In a decision that could ultimately change the rules of the stock market game for the Centre of Paris, the commission of the authority of des marchés financiers (AMF) sanctions sentenced investment company Wendel and its former Chairman of the Executive Board, Jean-Bernard Lafonta, to 1.5 million euros to fine one and the other for not having informed in time the market on a financial operation on Saint-Gobain. This sanction creates the surprise, since it runs counter to the recommendations of the rapporteur of the commission, Guillaume Jalenques de Labeau, who Jean-Bernard Lafonta and Wendel had to be removed from the case.
The essence of the thinking of the members of the commission focused on the interpretation of a section of the AMF General regulations which indicates that "any person who prepares for his account, a financial transaction may have a significant impact on the course of a financial instrument or on the status and rights of the holders of this financial instrument should, as soon as possible"", bring to the attention of the public characteristics of this operation."

Saint-Gobain shares
In the case of Wendel and his ex-patron, the financial transaction dates back to December 2006 and extends until June 2007. It required the use of four banks (Deutsche Bank, Natixis, HSBC, Société Générale), with which Wendel has concluded a "total return swaps" (TRS), derivatives of actions that allow to expose economically to the capital of a company without own securities. The TRS signed with Wendel at the instigation of Jean-Bernard Lafonta were all underlying Saint-Gobain. They were accompanied by funding agreements.
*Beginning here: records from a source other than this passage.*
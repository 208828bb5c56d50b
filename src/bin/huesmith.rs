// File: ./src/bin/huesmith.rs
use anyhow::{Context, Result, anyhow, bail};
use huesmith::cli::{parse_global_args, print_help, wants_command_help};
use huesmith::color_utils::{HexColor, contrast_ratio, hex_to_hsl, hue_name, is_light_color};
use huesmith::config::Config;
use huesmith::context::{AppContext, StandardContext};
use huesmith::contrast::{
    AA_LARGE_TEXT, AA_NORMAL_TEXT, WHITE, accessible_text_color, apply_aa_policy,
    ensure_aa_detailed, wcag_level,
};
use huesmith::export::ExportBundle;
use huesmith::fonts::{
    FontPair, detect_category, font_pairs_for_category, random_font_pair, select_font_pair,
};
use huesmith::harmony::{analyze_harmony, score_palette, suggestion_for_category};
use huesmith::model::{HarmonyScheme, Palette, PaletteSize, VisualStyle};
use huesmith::synth::{resolve_roles, synthesize};
use simplelog::{ColorChoice, ConfigBuilder, LevelFilter, TermLogger, TerminalMode};
use std::env;
use std::str::FromStr;

// Installed before anything else runs so config warnings are not lost.
// The level is lowered through `log::set_max_level` once the config is read.
fn init_logging() {
    let config = ConfigBuilder::new()
        .set_time_level(LevelFilter::Off)
        .build();
    // A logger may already be installed when embedded; keep going without ours.
    let _ = TermLogger::init(
        LevelFilter::Trace,
        config,
        TerminalMode::Stderr,
        ColorChoice::Auto,
    );
}

fn main() -> Result<()> {
    let args: Vec<String> = env::args().collect();
    let binary_name = args
        .first()
        .and_then(|a| std::path::Path::new(a).file_name())
        .map(|n| n.to_string_lossy().to_string())
        .unwrap_or_else(|| "huesmith".to_string());

    let global = parse_global_args(args.get(1..).unwrap_or_default())?;
    if global.help || global.rest.is_empty() {
        print_help(&binary_name);
        return Ok(());
    }

    init_logging();
    log::set_max_level(if global.verbose {
        LevelFilter::Debug
    } else {
        LevelFilter::Warn
    });

    let ctx = StandardContext::new(global.root);
    let config = Config::load_or_default(&ctx)?;
    if !global.verbose {
        log::set_max_level(config.log_level_filter());
    }

    let (command, rest) = global
        .rest
        .split_first()
        .ok_or_else(|| anyhow!("Missing command"))?;
    if wants_command_help(rest) {
        print_help(&binary_name);
        return Ok(());
    }
    match command.as_str() {
        "palette" => run_palette(&ctx, &config, rest),
        "analyze" => run_analyze(rest),
        "contrast" => run_contrast(rest),
        "fonts" => run_fonts(rest),
        other => bail!("Unknown command '{}'. See '{} --help'.", other, binary_name),
    }
}

fn next_value<'a>(iter: &mut impl Iterator<Item = &'a String>, flag: &str) -> Result<&'a str> {
    iter.next()
        .map(String::as_str)
        .ok_or_else(|| anyhow!("{} requires a value", flag))
}

fn parse_number(value: &str, flag: &str) -> Result<f64> {
    value
        .parse::<f64>()
        .with_context(|| format!("Invalid number for {}: '{}'", flag, value))
}

fn run_palette(ctx: &dyn AppContext, config: &Config, args: &[String]) -> Result<()> {
    let mut category: Option<&str> = None;
    let mut raw = false;
    let mut save = false;
    let mut style = config.default_style;
    let mut scheme = config.default_scheme;
    let mut size = config.palette_size;
    let mut hue = None;
    let mut lightness = None;
    let mut saturation = None;

    let mut iter = args.iter();
    while let Some(arg) = iter.next() {
        match arg.as_str() {
            "--style" => {
                let v = next_value(&mut iter, "--style")?;
                style = VisualStyle::from_str(v)
                    .with_context(|| format!("Unknown style '{}'", v))?;
            }
            "--scheme" => {
                let v = next_value(&mut iter, "--scheme")?;
                scheme = HarmonyScheme::from_str(v)
                    .with_context(|| format!("Unknown scheme '{}'", v))?;
            }
            "--size" => {
                let v = next_value(&mut iter, "--size")?;
                let n: u8 = v
                    .parse()
                    .with_context(|| format!("Invalid number for --size: '{}'", v))?;
                size = PaletteSize::try_from(n)?;
            }
            "--hue" => hue = Some(parse_number(next_value(&mut iter, "--hue")?, "--hue")?),
            "--lightness" => {
                lightness = Some(parse_number(
                    next_value(&mut iter, "--lightness")?,
                    "--lightness",
                )?)
            }
            "--saturation" => {
                saturation = Some(parse_number(
                    next_value(&mut iter, "--saturation")?,
                    "--saturation",
                )?)
            }
            "--raw" => raw = true,
            "--save" => save = true,
            flag if flag.starts_with("--") => bail!("Unknown option '{}'", flag),
            value if category.is_none() => category = Some(value),
            value => bail!("Unexpected argument '{}'", value),
        }
    }

    let category = category.ok_or_else(|| anyhow!("palette requires a <category>"))?;
    let mut request = config
        .request(category)
        .with_style(style)
        .with_scheme(scheme)
        .with_size(size);
    request.base_hue = hue;
    request.override_lightness = lightness;
    request.override_saturation = saturation;

    if !scheme.is_user_selectable() {
        log::info!("Scheme '{}' is not offered in the default flow", scheme);
    }
    log::debug!("Resolved roles: {:?}", resolve_roles(&request));

    let synthesized = synthesize(&request);
    let palette = if raw || !config.apply_wcag {
        synthesized
    } else {
        // Adjustments are logged by the policy; stdout starts with the JSON.
        apply_aa_policy(&synthesized).palette
    };

    let fonts = select_font_pair(&request.category);
    let bundle = ExportBundle::from_request(&request, palette, &fonts);
    println!("{}", bundle.to_json_pretty()?);
    println!();
    print_reports(&bundle.palette);
    println!("Suggestion: {}", suggestion_for_category(category));

    if save {
        let path = bundle.save_to(&config.export_dir(ctx)?)?;
        println!("Saved to {}", path.display());
    }
    Ok(())
}

fn print_reports(palette: &Palette) {
    let harmony = analyze_harmony(
        palette.primary.as_str(),
        palette.secondary.as_ref().map(HexColor::as_str),
        palette.accent.as_str(),
    );
    println!(
        "Harmony: {} ({}) - {}",
        harmony.harmony_type, harmony.quality, harmony.description
    );

    let quality = score_palette(palette);
    println!("Quality score: {}/100", quality.score);
    for (issue, recommendation) in quality.issues.iter().zip(&quality.recommendations) {
        println!("  - {}", issue);
        println!("    {}", recommendation);
    }
}

fn run_analyze(args: &[String]) -> Result<()> {
    let palette = match args {
        [primary, accent] => Palette::parse(primary, None, accent),
        [primary, secondary, accent] => {
            Palette::parse(primary, Some(secondary.as_str()), accent)
        }
        _ => bail!("analyze expects <primary> [<secondary>] <accent>"),
    }
    .ok_or_else(|| anyhow!("Colors must be 6-digit hex values, e.g. #1e40af"))?;

    for color in [Some(&palette.primary), palette.secondary.as_ref(), Some(&palette.accent)]
        .into_iter()
        .flatten()
    {
        let hsl = hex_to_hsl(color.as_str());
        println!(
            "{}  hsl({:.0}, {:.0}%, {:.0}%)  {}",
            color,
            hsl.h,
            hsl.s,
            hsl.l,
            hue_name(hsl.h)
        );
    }
    println!();
    print_reports(&palette);
    Ok(())
}

fn run_contrast(args: &[String]) -> Result<()> {
    let mut color: Option<&str> = None;
    let mut background = WHITE.to_string();
    let mut iter = args.iter();
    while let Some(arg) = iter.next() {
        match arg.as_str() {
            "--background" | "--bg" => {
                let v = next_value(&mut iter, "--background")?;
                background = HexColor::parse(v)
                    .ok_or_else(|| anyhow!("Invalid background color '{}'", v))?
                    .to_string();
            }
            flag if flag.starts_with("--") => bail!("Unknown option '{}'", flag),
            value if color.is_none() => color = Some(value),
            value => bail!("Unexpected argument '{}'", value),
        }
    }
    let raw = color.ok_or_else(|| anyhow!("contrast requires a <color>"))?;
    let color = HexColor::parse(raw).ok_or_else(|| anyhow!("Invalid color '{}'", raw))?;

    let ratio = contrast_ratio(color.as_str(), &background);
    println!("{} on {}: {:.2}:1", color, background, ratio);
    println!("Level: {}", wcag_level(color.as_str(), &background));
    println!(
        "Normal text (>= {}): {}",
        AA_NORMAL_TEXT,
        if ratio >= AA_NORMAL_TEXT { "pass" } else { "fail" }
    );
    println!(
        "Large text (>= {}): {}",
        AA_LARGE_TEXT,
        if ratio >= AA_LARGE_TEXT { "pass" } else { "fail" }
    );

    let fixed = ensure_aa_detailed(color.as_str(), &background);
    println!("AA corrected: {} ({:?})", fixed.color, fixed.outcome);
    println!(
        "As a background ({}): use {} text",
        if is_light_color(color.as_str()) {
            "light"
        } else {
            "dark"
        },
        accessible_text_color(color.as_str())
    );
    Ok(())
}

fn print_font_pair(pair: &FontPair) {
    println!(
        "{} / {}  - {} ({})",
        pair.headline, pair.body, pair.description, pair.mood
    );
}

fn run_fonts(args: &[String]) -> Result<()> {
    let mut category: Option<&str> = None;
    let mut all = false;
    let mut random = false;
    for arg in args {
        match arg.as_str() {
            "--all" => all = true,
            "--random" => random = true,
            flag if flag.starts_with("--") => bail!("Unknown option '{}'", flag),
            value if category.is_none() => category = Some(value),
            value => bail!("Unexpected argument '{}'", value),
        }
    }
    let category = category.ok_or_else(|| anyhow!("fonts requires a <category>"))?;

    println!("Category: {}", detect_category(category));
    if all {
        for pair in font_pairs_for_category(category) {
            print_font_pair(pair);
        }
    } else if random {
        print_font_pair(&random_font_pair(category));
    } else {
        print_font_pair(&select_font_pair(category));
    }
    Ok(())
}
In early September, the notional amount of these financial instruments reached EUR 6.3 billion and accounted for 22.5 of the capital of the manufacturer of construction materials. It is from this date, in a devalued stock market context, Wendel decided to buy Saint-Gobain shares directly in the market. It is this set of elements - signature of the TRS, funding agreements, unwinding of the TRS and almost simultaneous purchases of Saint-Gobain shares - which was a financial operation in the eyes of the commission of the penalties of the MFA. "Sales of the shares which previously provided coverage of banks promote purchases the dual extent where they create the liquidity on the title, and by offering a matching purchases, limit the risks of rising price that would result from a rapid rise in the capital." Today, Wendel is the first shareholder of Saint-Gobain, with approximately 17.5 of its capital.
Legal woes
The investment company quickly indicated yesterday that it would form an action before the Court of appeal of Paris, regretting that "uninterrupted polemics about of the Wendel group, on the one hand, and the role of AMF, on the other hand, have altered the climate of serenity needed for the analysis of the case". A reference to the legal woes of Ernest-Antoine Seilliere tandem - Jean-Bernard Lafonta in relation to established incentive plan in place when the two men were together at the head of Wendel. For its part, Jean-Bernard Lafonta indicated that it would also form a remedy, denouncing a decision which "lightly the serious procedural problems which have dotted the investigation". Still, is it that the decision of the regulator would set a precedent if it was confirmed on appeal.